Le nerf de la guerre pour tout athlète amateur, c’est de trouver un appui monétaire lui permettant une relative indépendance financière. Il peut ainsi se consacrer entièrement à son entraînement et offrir le meilleur de lui-même. De bons résultats et une progression des performances sont en liens directs avec le volume d’entraînement, mais tout cela coûte cher. Philibert-Thiboutot a la chance de pouvoir compter sur l’équipementier sportif ASICS comme commanditaire majeur. « Ils sont très généreux et cela m’aide beaucoup. Chaque année, je sauve des milliers de dollars en équipement grâce à eux. C’est un fardeau en moins pour moi de savoir que lorsque j’ai une paire de souliers trop usée, je n’ai qu’à leur envoyer une petite note et les dirigeants s’empressent de m’en faire parvenir une nouvelle paire. Je me sens privilégié de pouvoir compter sur leur appui financier en plus d’obtenir des bonus de performances. C’est une belle motivation supplémentaire pour un athlète comme moi de savoir qu’ASICS a confiance en moi », reconnait-il.

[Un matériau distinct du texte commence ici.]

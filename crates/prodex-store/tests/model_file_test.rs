// Integration tests for model file parsing and import

mod common;

use common::{fixture, temp_repo};
use prodex_core::errors::PxErrorKind;
use prodex_core::model::{Cardinality, TypeKind, ValueSet};
use prodex_store::model_file::{import_model_file, parse_model_file};
use prodex_core::rules::{validate_component, validate_type};
use prodex_core::{MessageCode, ModelSettings};
use prodex_store::load_model_file;

#[test]
fn test_parse_motor_model() {
    // Given: The motor fixture
    let file = parse_model_file(&fixture("motor_model.yaml")).expect("fixture parses");

    // Then: Every section is read and the default project is applied
    assert_eq!(file.projects.len(), 2);
    assert_eq!(file.enums.len(), 1);
    assert_eq!(file.types.len(), 4);
    assert_eq!(file.components.len(), 3);
    assert!(file.types.iter().all(|t| t.project == "motor"));

    let product = file
        .types
        .iter()
        .find(|t| t.qualified_name == "motor.MotorProduct")
        .unwrap();
    assert_eq!(product.kind, TypeKind::Product);
    assert_eq!(product.associations[0].max_cardinality, Cardinality::Unbounded);
    assert_eq!(
        product.attributes[0].value_set,
        ValueSet::Enum {
            values: vec!["0".into(), "500".into(), "1000".into()]
        }
    );
}

#[test]
fn test_load_model_file_builds_index() {
    let store = load_model_file(&fixture("motor_model.yaml")).unwrap();

    assert_eq!(store.list_types().len(), 4);
    assert!(store.find_type("motor", "motor.CoverageProduct").is_some());
    assert!(store.find_enum("base.PaymentMode").is_some());

    let basic = store.get_component("motor.Basic").unwrap();
    assert_eq!(basic.project, "motor");
    assert_eq!(basic.generations[0].links.len(), 2);
}

#[test]
fn test_duplicate_component_is_rejected() {
    let err = load_model_file(&fixture("duplicate_component.yaml")).unwrap_err();
    assert_eq!(err.kind(), PxErrorKind::InvalidInput);
    assert!(err.message().contains("Duplicate component name: motor.Basic"));
}

#[test]
fn test_missing_file_is_an_io_error() {
    let err = load_model_file(&fixture("does_not_exist.yaml")).unwrap_err();
    assert_eq!(err.kind(), PxErrorKind::Io);
    assert_eq!(err.op(), Some("read_model_file"));
}

#[test]
fn test_import_writes_only_changed_components() {
    // Given: An empty repository
    let (_dir, mut repo) = temp_repo();

    // When: The model is imported twice
    let (_, first) = import_model_file(&fixture("motor_model.yaml"), &mut repo).unwrap();
    let (_, second) = import_model_file(&fixture("motor_model.yaml"), &mut repo).unwrap();

    // Then: The first import writes every component, the second none
    assert_eq!(first.components, 3);
    assert_eq!(
        first.written,
        vec!["motor.Basic", "motor.Collision", "motor.Theft"]
    );
    assert!(second.written.is_empty());
    assert_eq!(repo.list_handles().unwrap().len(), 3);
}

#[test]
fn test_loaded_model_feeds_validation() {
    // Given: A model with a dangling association target and a bad value
    let store = load_model_file(&fixture("invalid_model.yaml")).unwrap();

    // When: The product type and the component are validated
    let type_messages =
        validate_type(&store, "motor.MotorProduct", &ModelSettings::default()).unwrap();
    let component_messages = validate_component(&store, "motor.Basic", None).unwrap();

    // Then: Both problems are reported as findings
    assert!(type_messages.contains_code(MessageCode::TargetDoesNotExist));
    assert!(component_messages.contains_code(MessageCode::ValueNotInValueSet));
}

Maintenant que sa carrière universitaire est terminée, le coureur de Québec n’entend pas ralentir pour autant. Déjà détenteur d’un baccalauréat en administration, il souhaite obtenir son diplôme supérieur en relations publiques à l’Université Laval. Les prochains mois le verront également aborder une carrière civile et professionnelle sportive puisqu’il se consacrera à sa spécialité, le 1 500 mètres. Il aimerait beaucoup pouvoir s’entraîner à temps plein et vivre de la course à pied avec, comme objectif avoué, des participations à des réunions internationales d’athlétisme : championnats nord-américains et mondiaux, Jeux du Commonwealth et, éventuellement, les Jeux olympiques. « Je vais également essayer de participer à des courses de circuits professionnels en Europe l’été ou à l’intérieur aux États-Unis en hiver. Pour le moment, je me fixe des objectifs à courts ou moyens termes, mais j’avoue que mon objectif principal demeure les Jeux olympiques. Je dois toutefois améliorer mon chrono au 1 500 mètres puisque je suis à deux secondes du standard olympique (3 :36.2) et tout me laisse croire que je serai capable de l’atteindre dès cet été. Cela me permettrait également de participer aux Mondiaux d’athlétisme, à Pékin, en août. Entretemps, je veux bien faire en juillet prochain aux Jeux panaméricains qui seront présentés à Toronto », conclut-il.
Après les Jeux olympiques de RIO, Charles Philibert-Thiboutot évaluera si le moment est venu d’allonger ses distances. Déjà, il s’estime capable de courir un 10 000 mètres en moins de 30 minutes et un demi-marathon en 1h06. Une chose est certaine, c’est qu’il représente un des plus beaux espoirs du Québec et du Canada en demi-fond sur la scène internationale. À seulement 24 ans, déjà détenteur de records québécois sur plusieurs distances, ses meilleures années de courses sont devant lui.